//! Subprocess helper shared by the `ssh-keygen`, `ssh-add`, and `ssh` wrappers.

use std::process::Output;
use std::time::Duration;

use tokio::process::Command as TokioCommand;
use tokio::time::timeout;

use crate::error::SshError;

/// Run `program` to completion and capture its output, optionally bounded.
///
/// Non-zero exit is not an error here; callers interpret the status.
pub async fn run(
    program: &str,
    args: &[&str],
    limit: Option<Duration>,
) -> Result<Output, SshError> {
    let mut command = TokioCommand::new(program);
    command.args(args).kill_on_drop(true);
    let spawn_error = |source| SshError::Spawn {
        program: program.to_string(),
        source,
    };

    match limit {
        Some(limit) => timeout(limit, command.output())
            .await
            .map_err(|_| SshError::Timeout {
                program: program.to_string(),
                secs: limit.as_secs(),
            })?
            .map_err(spawn_error),
        None => command.output().await.map_err(spawn_error),
    }
}

/// Like [`run`], but a non-zero exit becomes [`SshError::Command`].
pub async fn run_checked(program: &str, args: &[&str]) -> Result<Output, SshError> {
    let output = run(program, args, None).await?;
    if output.status.success() {
        Ok(output)
    } else {
        Err(SshError::Command {
            program: program.to_string(),
            status: output.status.to_string(),
            stderr: String::from_utf8_lossy(&output.stderr).trim().to_string(),
        })
    }
}
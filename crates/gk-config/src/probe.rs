//! Connectivity probe settings.

use std::time::Duration;

use serde::{Deserialize, Serialize};

const fn default_enabled() -> bool {
    true
}

const fn default_timeout_secs() -> u64 {
    15
}

#[derive(Debug, Clone, Deserialize, Serialize)]
pub struct ProbeConfig {
    /// Run `ssh -T` after routing a rotated key.
    #[serde(default = "default_enabled")]
    pub enabled: bool,

    #[serde(default = "default_timeout_secs")]
    pub timeout_secs: u64,
}

impl Default for ProbeConfig {
    fn default() -> Self {
        Self {
            enabled: default_enabled(),
            timeout_secs: default_timeout_secs(),
        }
    }
}

impl ProbeConfig {
    #[must_use]
    pub const fn timeout(&self) -> Duration {
        Duration::from_secs(self.timeout_secs)
    }
}
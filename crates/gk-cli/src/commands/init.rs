use std::path::PathBuf;

use anyhow::bail;
use gk_core::{Machine, Persona, Platform, PlatformKind};
use serde::Serialize;

use crate::cli::GlobalFlags;
use crate::cli::root_commands::InitArgs;
use crate::commands::shared::fresh_config;
use crate::context::AppContext;
use crate::output::output;

#[derive(Debug, Serialize)]
struct InitResponse {
    path: PathBuf,
    machine: Machine,
    persona: String,
    platform: PlatformKind,
    account: String,
}

/// Handle `git-keys init`.
pub fn handle(args: &InitArgs, ctx: &AppContext, flags: &GlobalFlags) -> anyhow::Result<()> {
    if ctx.store.exists() && !args.force {
        bail!(
            "{} already exists; pass --force to replace it",
            ctx.store.path().display()
        );
    }

    let machine = gk_config::machine::detect();
    tracing::debug!(id = %machine.id, name = %machine.name, os = %machine.os, "detected machine");

    let mut config = fresh_config(ctx, machine);
    let mut platform = Platform::new(args.platform, args.account.clone(), args.base_url.clone());
    platform.git_dir.clone_from(&args.git_dir);
    config.personas.push(Persona {
        name: args.persona.clone(),
        email: args.email.clone(),
        platforms: vec![platform],
    });
    ctx.save(&config)?;

    output(
        &InitResponse {
            path: ctx.store.path().to_path_buf(),
            machine: config.machine,
            persona: args.persona.clone(),
            platform: args.platform,
            account: args.account.clone(),
        },
        flags.format,
    )
}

....

__Work item__:
Please set down each of the entries above exactly as given.

__Solved exercise__:
//! Subprocess helper shared by the `ssh-keygen`, `ssh-add`, and `ssh` wrappers.

use std::process::Output;
use std::time::Duration;

use tokio::process::Command as TokioCommand;
use tokio::time::timeout;

use crate::error::SshError;

/// Run `program` to completion and capture its output, optionally bounded.
///
/// Non-zero exit is not an error here; callers interpret the status.
pub async fn run(
    program: &str,
    args: &[&str],
    limit: Option<Duration>,
) -> Result<Output, SshError> {
    let mut command = TokioCommand::new(program);
    command.args(args).kill_on_drop(true);
    let spawn_error = |source| SshError::Spawn {
        program: program.to_string(),
        source,
    };

    match limit {
        Some(limit) => timeout(limit, command.output())
            .await
            .map_err(|_| SshError::Timeout {
                program: program.to_string(),
                secs: limit.as_secs(),
            })?
            .map_err(spawn_error),
        None => command.output().await.map_err(spawn_error),
    }
}

/// Like [`run`], but a non-zero exit becomes [`SshError::Command`].
pub async fn run_checked(program: &str, args: &[&str]) -> Result<Output, SshError> {
    let output = run(program, args, None).await?;
    if output.status.success() {
        Ok(output)
    } else {
        Err(SshError::Command {
            program: program.to_string(),
            status: output.status.to_string(),
            stderr: String::from_utf8_lossy(&output.stderr).trim().to_string(),
        })
    }
}
filename crates/gk-config/src/probe.rs
//! Connectivity probe settings.

use std::time::Duration;

use serde::{Deserialize, Serialize};

const fn default_enabled() -> bool {
    true
}

const fn default_timeout_secs() -> u64 {
    15
}

#[derive(Debug, Clone, Deserialize, Serialize)]
pub struct ProbeConfig {
    /// Run `ssh -T` after routing a rotated key.
    #[serde(default = "default_enabled")]
    pub enabled: bool,

    #[serde(default = "default_timeout_secs")]
    pub timeout_secs: u64,
}

impl Default for ProbeConfig {
    fn default() -> Self {
        Self {
            enabled: default_enabled(),
            timeout_secs: default_timeout_secs(),
        }
    }
}

impl ProbeConfig {
    #[must_use]
    pub const fn timeout(&self) -> Duration {
        Duration::from_secs(self.timeout_secs)
    }
}
filename crates/gk-cli/src/commands/init.rs
use std::path::PathBuf;

use anyhow::bail;
use gk_core::{Machine, Persona, Platform, PlatformKind};
use serde::Serialize;

use crate::cli::GlobalFlags;
use crate::cli::root_commands::InitArgs;
use crate::commands::shared::fresh_config;
use crate::context::AppContext;
use crate::output::output;

#[derive(Debug, Serialize)]
struct InitResponse {
    path: PathBuf,
    machine: Machine,
    persona: String,
    platform: PlatformKind,
    account: String,
}

/// Handle `git-keys init`.
pub fn handle(args: &InitArgs, ctx: &AppContext, flags: &GlobalFlags) -> anyhow::Result<()> {
    if ctx.store.exists() && !args.force {
        bail!(
            "{} already exists; pass --force to replace it",
            ctx.store.path().display()
        );
    }

    let machine = gk_config::machine::detect();
    tracing::debug!(id = %machine.id, name = %machine.name, os = %machine.os, "detected machine");

    let mut config = fresh_config(ctx, machine);
    let mut platform = Platform::new(args.platform, args.account.clone(), args.base_url.clone());
    platform.git_dir.clone_from(&args.git_dir);
    config.personas.push(Persona {
        name: args.persona.clone(),
        email: args.email.clone(),
        platforms: vec![platform],
    });
    ctx.save(&config)?;

    output(
        &InitResponse {
            path: ctx.store.path().to_path_buf(),
            machine: config.machine,
            persona: args.persona.clone(),
            platform: args.platform,
            account: args.account.clone(),
        },
        flags.format,
    )
}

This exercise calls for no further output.